(Task data Opens)

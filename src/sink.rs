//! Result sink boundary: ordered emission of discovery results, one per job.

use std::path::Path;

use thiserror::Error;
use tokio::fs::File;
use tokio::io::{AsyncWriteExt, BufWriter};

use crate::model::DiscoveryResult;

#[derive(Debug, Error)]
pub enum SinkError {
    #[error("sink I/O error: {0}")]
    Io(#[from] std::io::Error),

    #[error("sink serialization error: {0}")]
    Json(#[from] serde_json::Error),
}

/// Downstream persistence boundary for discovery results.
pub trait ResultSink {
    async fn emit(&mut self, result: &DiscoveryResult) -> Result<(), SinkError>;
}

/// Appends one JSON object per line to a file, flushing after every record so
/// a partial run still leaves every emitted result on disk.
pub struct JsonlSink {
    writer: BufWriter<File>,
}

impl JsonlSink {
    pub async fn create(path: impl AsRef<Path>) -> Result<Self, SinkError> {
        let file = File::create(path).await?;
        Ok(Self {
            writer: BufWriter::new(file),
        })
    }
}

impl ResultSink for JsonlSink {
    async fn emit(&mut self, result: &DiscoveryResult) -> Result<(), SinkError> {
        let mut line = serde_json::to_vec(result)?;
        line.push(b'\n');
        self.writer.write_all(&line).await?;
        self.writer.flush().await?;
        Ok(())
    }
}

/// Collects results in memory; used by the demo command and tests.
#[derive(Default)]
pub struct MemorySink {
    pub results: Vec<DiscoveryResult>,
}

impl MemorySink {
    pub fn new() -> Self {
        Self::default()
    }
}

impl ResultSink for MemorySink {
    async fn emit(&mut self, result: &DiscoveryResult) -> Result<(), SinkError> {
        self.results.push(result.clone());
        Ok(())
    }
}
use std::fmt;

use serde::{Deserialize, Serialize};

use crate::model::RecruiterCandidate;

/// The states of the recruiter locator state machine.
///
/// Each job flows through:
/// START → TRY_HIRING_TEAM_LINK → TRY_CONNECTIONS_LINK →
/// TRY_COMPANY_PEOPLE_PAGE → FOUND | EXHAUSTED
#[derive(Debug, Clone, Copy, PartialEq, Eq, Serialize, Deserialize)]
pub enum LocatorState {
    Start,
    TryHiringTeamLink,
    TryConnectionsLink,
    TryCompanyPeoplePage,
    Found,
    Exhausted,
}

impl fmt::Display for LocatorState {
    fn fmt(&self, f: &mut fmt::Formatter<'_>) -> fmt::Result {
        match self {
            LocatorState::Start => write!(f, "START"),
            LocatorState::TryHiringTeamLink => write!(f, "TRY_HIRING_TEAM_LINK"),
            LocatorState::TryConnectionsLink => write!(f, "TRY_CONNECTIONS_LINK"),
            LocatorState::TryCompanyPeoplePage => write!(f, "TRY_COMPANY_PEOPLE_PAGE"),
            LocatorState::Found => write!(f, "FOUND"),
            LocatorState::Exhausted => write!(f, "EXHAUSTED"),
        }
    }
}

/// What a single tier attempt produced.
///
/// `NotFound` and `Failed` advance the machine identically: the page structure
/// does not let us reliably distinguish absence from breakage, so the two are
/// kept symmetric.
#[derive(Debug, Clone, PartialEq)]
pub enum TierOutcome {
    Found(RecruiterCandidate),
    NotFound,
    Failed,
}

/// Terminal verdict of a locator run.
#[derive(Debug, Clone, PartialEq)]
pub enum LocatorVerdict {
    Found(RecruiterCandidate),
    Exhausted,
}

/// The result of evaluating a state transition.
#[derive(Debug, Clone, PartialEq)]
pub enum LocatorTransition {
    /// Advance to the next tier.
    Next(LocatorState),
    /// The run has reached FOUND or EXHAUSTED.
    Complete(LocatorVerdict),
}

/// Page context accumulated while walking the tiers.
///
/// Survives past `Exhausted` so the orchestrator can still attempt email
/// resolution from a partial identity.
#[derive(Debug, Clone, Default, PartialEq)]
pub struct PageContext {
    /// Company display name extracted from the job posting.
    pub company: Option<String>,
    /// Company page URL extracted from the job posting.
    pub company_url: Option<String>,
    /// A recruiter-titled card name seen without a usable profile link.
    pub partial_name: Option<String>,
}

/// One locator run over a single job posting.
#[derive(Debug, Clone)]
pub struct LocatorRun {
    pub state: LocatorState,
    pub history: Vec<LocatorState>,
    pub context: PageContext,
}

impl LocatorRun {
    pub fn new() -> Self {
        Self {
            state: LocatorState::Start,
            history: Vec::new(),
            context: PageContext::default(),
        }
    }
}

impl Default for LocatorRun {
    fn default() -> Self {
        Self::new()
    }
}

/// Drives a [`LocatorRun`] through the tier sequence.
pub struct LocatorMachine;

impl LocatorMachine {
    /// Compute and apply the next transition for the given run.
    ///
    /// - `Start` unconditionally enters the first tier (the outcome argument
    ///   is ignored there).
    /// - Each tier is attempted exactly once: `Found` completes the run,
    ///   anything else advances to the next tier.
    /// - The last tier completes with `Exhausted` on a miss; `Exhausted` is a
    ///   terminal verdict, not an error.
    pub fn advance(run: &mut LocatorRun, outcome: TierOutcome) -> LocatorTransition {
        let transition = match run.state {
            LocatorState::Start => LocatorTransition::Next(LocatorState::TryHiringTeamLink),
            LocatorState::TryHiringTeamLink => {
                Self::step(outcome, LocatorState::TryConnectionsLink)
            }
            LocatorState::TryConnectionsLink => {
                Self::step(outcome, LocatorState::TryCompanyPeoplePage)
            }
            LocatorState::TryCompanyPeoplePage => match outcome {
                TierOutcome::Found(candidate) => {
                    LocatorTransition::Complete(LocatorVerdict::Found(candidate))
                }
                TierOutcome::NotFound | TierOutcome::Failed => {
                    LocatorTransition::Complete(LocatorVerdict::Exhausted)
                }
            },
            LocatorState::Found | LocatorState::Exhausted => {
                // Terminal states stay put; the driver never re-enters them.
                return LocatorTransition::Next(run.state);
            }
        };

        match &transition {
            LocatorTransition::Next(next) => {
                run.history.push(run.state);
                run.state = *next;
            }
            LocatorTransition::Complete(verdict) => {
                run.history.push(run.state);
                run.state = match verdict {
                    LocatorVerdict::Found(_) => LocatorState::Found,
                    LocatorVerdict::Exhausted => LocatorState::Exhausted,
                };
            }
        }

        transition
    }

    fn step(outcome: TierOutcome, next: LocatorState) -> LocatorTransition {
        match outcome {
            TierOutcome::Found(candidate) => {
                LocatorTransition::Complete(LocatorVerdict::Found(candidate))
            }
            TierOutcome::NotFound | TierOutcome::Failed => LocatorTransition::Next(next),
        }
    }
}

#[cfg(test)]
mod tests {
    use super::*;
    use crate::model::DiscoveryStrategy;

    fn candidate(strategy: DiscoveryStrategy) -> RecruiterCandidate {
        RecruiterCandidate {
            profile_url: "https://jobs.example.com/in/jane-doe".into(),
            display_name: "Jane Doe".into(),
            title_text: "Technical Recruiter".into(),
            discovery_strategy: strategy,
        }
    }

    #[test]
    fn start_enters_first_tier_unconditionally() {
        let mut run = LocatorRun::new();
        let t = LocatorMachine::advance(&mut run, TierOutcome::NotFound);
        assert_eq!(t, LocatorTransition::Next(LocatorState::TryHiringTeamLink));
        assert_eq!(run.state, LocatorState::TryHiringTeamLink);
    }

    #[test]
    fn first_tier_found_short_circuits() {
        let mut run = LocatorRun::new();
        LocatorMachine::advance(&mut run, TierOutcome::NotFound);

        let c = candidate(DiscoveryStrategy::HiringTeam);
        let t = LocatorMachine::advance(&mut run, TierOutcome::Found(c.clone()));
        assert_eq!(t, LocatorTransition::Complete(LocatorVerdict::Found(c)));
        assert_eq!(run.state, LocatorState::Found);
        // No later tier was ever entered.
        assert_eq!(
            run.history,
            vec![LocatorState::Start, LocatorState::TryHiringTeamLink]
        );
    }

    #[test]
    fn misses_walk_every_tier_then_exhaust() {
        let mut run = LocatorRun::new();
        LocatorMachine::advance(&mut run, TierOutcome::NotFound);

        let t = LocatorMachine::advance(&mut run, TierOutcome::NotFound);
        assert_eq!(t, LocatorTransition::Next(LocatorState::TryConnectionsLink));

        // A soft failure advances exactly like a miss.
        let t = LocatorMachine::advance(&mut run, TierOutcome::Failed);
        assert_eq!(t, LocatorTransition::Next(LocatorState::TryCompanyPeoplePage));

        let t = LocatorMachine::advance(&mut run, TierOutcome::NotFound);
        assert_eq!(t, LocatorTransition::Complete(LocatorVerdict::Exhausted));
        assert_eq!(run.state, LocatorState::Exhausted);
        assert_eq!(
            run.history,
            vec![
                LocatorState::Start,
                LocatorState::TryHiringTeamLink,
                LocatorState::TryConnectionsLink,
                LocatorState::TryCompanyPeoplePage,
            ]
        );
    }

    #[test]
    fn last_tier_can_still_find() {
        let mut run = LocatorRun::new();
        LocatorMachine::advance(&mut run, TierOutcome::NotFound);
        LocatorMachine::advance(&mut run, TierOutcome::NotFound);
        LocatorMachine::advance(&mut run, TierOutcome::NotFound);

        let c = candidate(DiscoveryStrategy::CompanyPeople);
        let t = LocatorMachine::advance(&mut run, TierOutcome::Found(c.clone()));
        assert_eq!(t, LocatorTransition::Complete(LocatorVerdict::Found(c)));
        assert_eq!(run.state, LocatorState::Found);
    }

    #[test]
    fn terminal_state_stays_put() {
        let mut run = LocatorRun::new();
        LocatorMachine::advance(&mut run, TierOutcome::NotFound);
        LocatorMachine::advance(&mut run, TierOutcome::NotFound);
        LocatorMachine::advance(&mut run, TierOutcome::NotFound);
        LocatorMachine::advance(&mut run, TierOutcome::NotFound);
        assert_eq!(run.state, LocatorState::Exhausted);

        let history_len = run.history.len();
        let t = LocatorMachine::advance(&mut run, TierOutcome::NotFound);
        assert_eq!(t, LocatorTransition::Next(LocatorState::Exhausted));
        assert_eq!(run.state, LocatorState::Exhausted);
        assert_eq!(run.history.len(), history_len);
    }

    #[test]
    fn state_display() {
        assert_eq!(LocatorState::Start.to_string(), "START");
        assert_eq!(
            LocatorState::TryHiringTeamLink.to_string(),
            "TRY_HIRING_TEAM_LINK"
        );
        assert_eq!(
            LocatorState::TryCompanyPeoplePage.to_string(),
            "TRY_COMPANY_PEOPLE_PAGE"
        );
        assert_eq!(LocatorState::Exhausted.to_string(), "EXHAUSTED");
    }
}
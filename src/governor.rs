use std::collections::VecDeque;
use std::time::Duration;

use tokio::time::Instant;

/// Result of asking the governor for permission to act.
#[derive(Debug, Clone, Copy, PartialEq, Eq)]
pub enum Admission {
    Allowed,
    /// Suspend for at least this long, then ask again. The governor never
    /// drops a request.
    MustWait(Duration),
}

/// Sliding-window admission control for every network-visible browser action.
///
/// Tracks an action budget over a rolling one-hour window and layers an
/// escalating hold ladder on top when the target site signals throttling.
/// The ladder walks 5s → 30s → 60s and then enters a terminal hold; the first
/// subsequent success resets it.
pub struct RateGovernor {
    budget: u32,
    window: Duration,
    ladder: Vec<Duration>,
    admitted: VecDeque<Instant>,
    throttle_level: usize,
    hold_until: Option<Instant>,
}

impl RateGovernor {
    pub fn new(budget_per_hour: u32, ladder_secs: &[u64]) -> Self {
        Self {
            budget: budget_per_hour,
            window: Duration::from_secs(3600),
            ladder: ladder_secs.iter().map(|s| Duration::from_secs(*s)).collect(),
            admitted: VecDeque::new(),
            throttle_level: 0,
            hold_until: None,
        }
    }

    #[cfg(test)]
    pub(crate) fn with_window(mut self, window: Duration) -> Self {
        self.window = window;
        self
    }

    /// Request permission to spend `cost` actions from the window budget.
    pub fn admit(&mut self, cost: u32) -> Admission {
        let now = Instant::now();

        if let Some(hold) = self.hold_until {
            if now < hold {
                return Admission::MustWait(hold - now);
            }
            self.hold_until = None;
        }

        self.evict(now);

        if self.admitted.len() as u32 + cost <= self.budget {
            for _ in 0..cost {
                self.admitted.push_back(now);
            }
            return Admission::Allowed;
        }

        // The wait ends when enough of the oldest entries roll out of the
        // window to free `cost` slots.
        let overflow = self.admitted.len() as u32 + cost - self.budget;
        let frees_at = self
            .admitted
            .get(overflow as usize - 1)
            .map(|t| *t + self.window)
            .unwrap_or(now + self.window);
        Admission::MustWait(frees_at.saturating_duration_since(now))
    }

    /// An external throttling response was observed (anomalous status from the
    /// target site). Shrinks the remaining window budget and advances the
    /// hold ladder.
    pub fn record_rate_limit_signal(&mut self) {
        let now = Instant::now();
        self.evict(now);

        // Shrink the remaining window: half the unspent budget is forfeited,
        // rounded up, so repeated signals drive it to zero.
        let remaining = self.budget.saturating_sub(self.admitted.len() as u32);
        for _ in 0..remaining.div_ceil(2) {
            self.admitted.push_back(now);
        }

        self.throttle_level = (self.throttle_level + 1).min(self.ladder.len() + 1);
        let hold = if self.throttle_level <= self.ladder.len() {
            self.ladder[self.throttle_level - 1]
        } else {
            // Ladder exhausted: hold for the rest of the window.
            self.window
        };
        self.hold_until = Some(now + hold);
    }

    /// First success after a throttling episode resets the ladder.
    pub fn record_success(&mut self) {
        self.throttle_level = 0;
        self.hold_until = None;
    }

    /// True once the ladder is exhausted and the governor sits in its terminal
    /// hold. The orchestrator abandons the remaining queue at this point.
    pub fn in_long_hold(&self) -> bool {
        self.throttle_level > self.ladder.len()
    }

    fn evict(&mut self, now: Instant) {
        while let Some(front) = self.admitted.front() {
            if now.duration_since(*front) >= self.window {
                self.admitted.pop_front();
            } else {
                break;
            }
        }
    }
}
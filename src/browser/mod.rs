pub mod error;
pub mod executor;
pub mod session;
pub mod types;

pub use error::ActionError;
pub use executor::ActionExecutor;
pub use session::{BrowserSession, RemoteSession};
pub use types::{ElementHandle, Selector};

(Task data Closes)

- Task to complete -
In the material above, show every line where the word "model" turns up.

- Answer box -
use crate::model::DiscoveryResult;
use crate::model::RecruiterCandidate;
    use crate::model::DiscoveryStrategy;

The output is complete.